Longitudinal Behavioral Evaluation of a Knock-In Mouse Model of Huntington Disease and Mechanisms of Pathogenesis.

Abstract

Huntington’s disease (HD) is a dominantly inherited neurodegenerative disorder caused by expanded CAG repeat/polyglutamine repeats within the huntingtin locus resulting in a pathogenic huntingtin protein (htt). Early and prominent neurodegeneration of striatal GABAergic medium spiny neurons (MSNs) is a pathologic hallmark of HD. HD is incurable and death follows inexorably approximately 15 – 20 years after diagnosis. The molecular and cellular mechanisms underlying the selective degeneration of MSNs in HD are not yet understood. Murine genetic models are crucial for identifying mechanisms of neurodegeneration in HD and for preclinical evaluation of possible therapies for HD. Here we report longitudinal characterization of the murine Hdh(CAG)150 knock-in model of HD. A series of behavioral tests at five different time points (20, 40, 50, 70, and 100 weeks) demonstrate an age-dependent, late onset behavioral phenotype with significant motor abnormalities at 70 and 100 weeks of age. Pathologic analysis demonstrated loss of striatal dopamine D1 and D2 receptor binding sites at 70 and 100 weeks of age, and stereological analysis showed significant loss of striatal neuron number at 100 weeks. Late onset behavioral abnormalities, decrease in striatal dopamine receptors, and diminished striatal neuron number observed in this mouse model recapitulate key features of HD. The Hdh(CAG)150 knock-in mouse is a valid model to evaluate early events in the pathogenesis of neurodegeneration in HD. N-methyl-D-aspartate receptor (NMDAR) mediated excitotoxicity has long been implicated as a proximate cause of neurodegeneration in Huntington Disease (HD), however this hypothesis has not been tested rigorously in vivo.

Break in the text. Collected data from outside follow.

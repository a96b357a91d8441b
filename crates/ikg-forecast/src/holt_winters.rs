//! Holt-Winters additive seasonal model, period `m` (`spec.md` §4.5).
//!
//! Refuses to fit (returns `None`) when the series holds a non-finite
//! value, when `m < 2`, or when `n < 2m` (testable property #10).

const COARSE_GRID: [f64; 5] = [0.1, 0.3, 0.5, 0.7, 0.9];
const FINE_STEP: f64 = 0.05;
const FINE_RADIUS: f64 = 0.1;

#[derive(Debug, Clone)]
pub struct HoltWintersModel {
    pub alpha: f64,
    pub beta: f64,
    pub gamma: f64,
    pub level: f64,
    pub trend: f64,
    pub seasonal: Vec<f64>,
    pub period: usize,
    pub n: usize,
    pub rmse: f64,
}

impl HoltWintersModel {
    #[must_use]
    pub fn predict(&self, h: usize) -> f64 {
        let seasonal_idx = (self.n + h - 1) % self.period;
        self.level + h as f64 * self.trend + self.seasonal[seasonal_idx]
    }
}

struct Fit {
    level: f64,
    trend: f64,
    seasonal: Vec<f64>,
    sse: f64,
}

fn run(y: &[f64], m: usize, alpha: f64, beta: f64, gamma: f64) -> Fit {
    let first_period_mean = y[0..m].iter().sum::<f64>() / m as f64;
    let second_period_mean = y[m..2 * m].iter().sum::<f64>() / m as f64;

    let mut level = first_period_mean;
    let mut trend = (second_period_mean - first_period_mean) / m as f64;
    let mut seasonal: Vec<f64> = y[0..m].iter().map(|yi| yi - first_period_mean).collect();
    let mut sse = 0.0;

    for (t, &actual) in y.iter().enumerate().skip(m) {
        let idx = t % m;
        let prev_seasonal = seasonal[idx];
        let forecast = level + trend + prev_seasonal;
        sse += (actual - forecast).powi(2);

        let new_level = alpha * (actual - prev_seasonal) + (1.0 - alpha) * (level + trend);
        let new_trend = beta * (new_level - level) + (1.0 - beta) * trend;
        let new_seasonal = gamma * (actual - new_level) + (1.0 - gamma) * prev_seasonal;

        level = new_level;
        trend = new_trend;
        seasonal[idx] = new_seasonal;
    }

    Fit { level, trend, seasonal, sse }
}

fn search_grid(y: &[f64], m: usize, grid: &[f64]) -> (f64, f64, f64, Fit) {
    let mut best_alpha = grid[0];
    let mut best_beta = grid[0];
    let mut best_gamma = grid[0];
    let mut best = run(y, m, best_alpha, best_beta, best_gamma);

    for &alpha in grid {
        for &beta in grid {
            for &gamma in grid {
                let candidate = run(y, m, alpha, beta, gamma);
                if candidate.sse < best.sse {
                    best_alpha = alpha;
                    best_beta = beta;
                    best_gamma = gamma;
                    best = candidate;
                }
            }
        }
    }
    (best_alpha, best_beta, best_gamma, best)
}

fn fine_grid_around(center: f64) -> Vec<f64> {
    let low = (center - FINE_RADIUS).max(0.01);
    let high = (center + FINE_RADIUS).min(0.99);
    let mut values = Vec::new();
    let mut v = low;
    while v <= high + 1e-9 {
        values.push(v);
        v += FINE_STEP;
    }
    values
}

/// Callers guarantee `y.len() == n`; this validates the refusal
/// conditions internally so it is safe to call directly off raw series
/// input.
#[must_use]
pub fn fit(y: &[f64], m: usize) -> Option<HoltWintersModel> {
    if m < 2 || y.iter().any(|v| !v.is_finite()) || y.len() < 2 * m {
        return None;
    }

    let (coarse_alpha, coarse_beta, coarse_gamma, _) = search_grid(y, m, &COARSE_GRID);

    let alpha_grid = fine_grid_around(coarse_alpha);
    let beta_grid = fine_grid_around(coarse_beta);
    let gamma_grid = fine_grid_around(coarse_gamma);

    let mut best_alpha = coarse_alpha;
    let mut best_beta = coarse_beta;
    let mut best_gamma = coarse_gamma;
    let mut best = run(y, m, best_alpha, best_beta, best_gamma);

    for &alpha in &alpha_grid {
        for &beta in &beta_grid {
            for &gamma in &gamma_grid {
                let candidate = run(y, m, alpha, beta, gamma);
                if candidate.sse < best.sse {
                    best_alpha = alpha;
                    best_beta = beta;
                    best_gamma = gamma;
                    best = candidate;
                }
            }
        }
    }

    let fitted_points = (y.len() - m) as f64;
    let rmse = (best.sse / fitted_points.max(1.0)).sqrt();

    Some(HoltWintersModel {
        alpha: best_alpha,
        beta: best_beta,
        gamma: best_gamma,
        level: best.level,
        trend: best.trend,
        seasonal: best.seasonal,
        period: m,
        n: y.len(),
        rmse,
    })
}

NMDAR NR2B-subunits are the predominant NR2 subunit expressed by the striatal medium spiny neurons that degenerate in HD. We crossed a well validated murine genetic model of HD - Hdh(CAG)150 - with a transgenic line overexpressing NMDAR NR2B-subunits. In the resulting double mutant line, we show exacerbation of selective striatal neuron degeneration. These results provide the first direct in vivo evidence of NR2B-NMDA recpetor mediated excitotoxicity in the context of HD. Our results are consistent with prior suggestions that direct and/or indirect interactions of mutant huntingtin with NMDARs are a proximate cause of neurodegeneration in HD.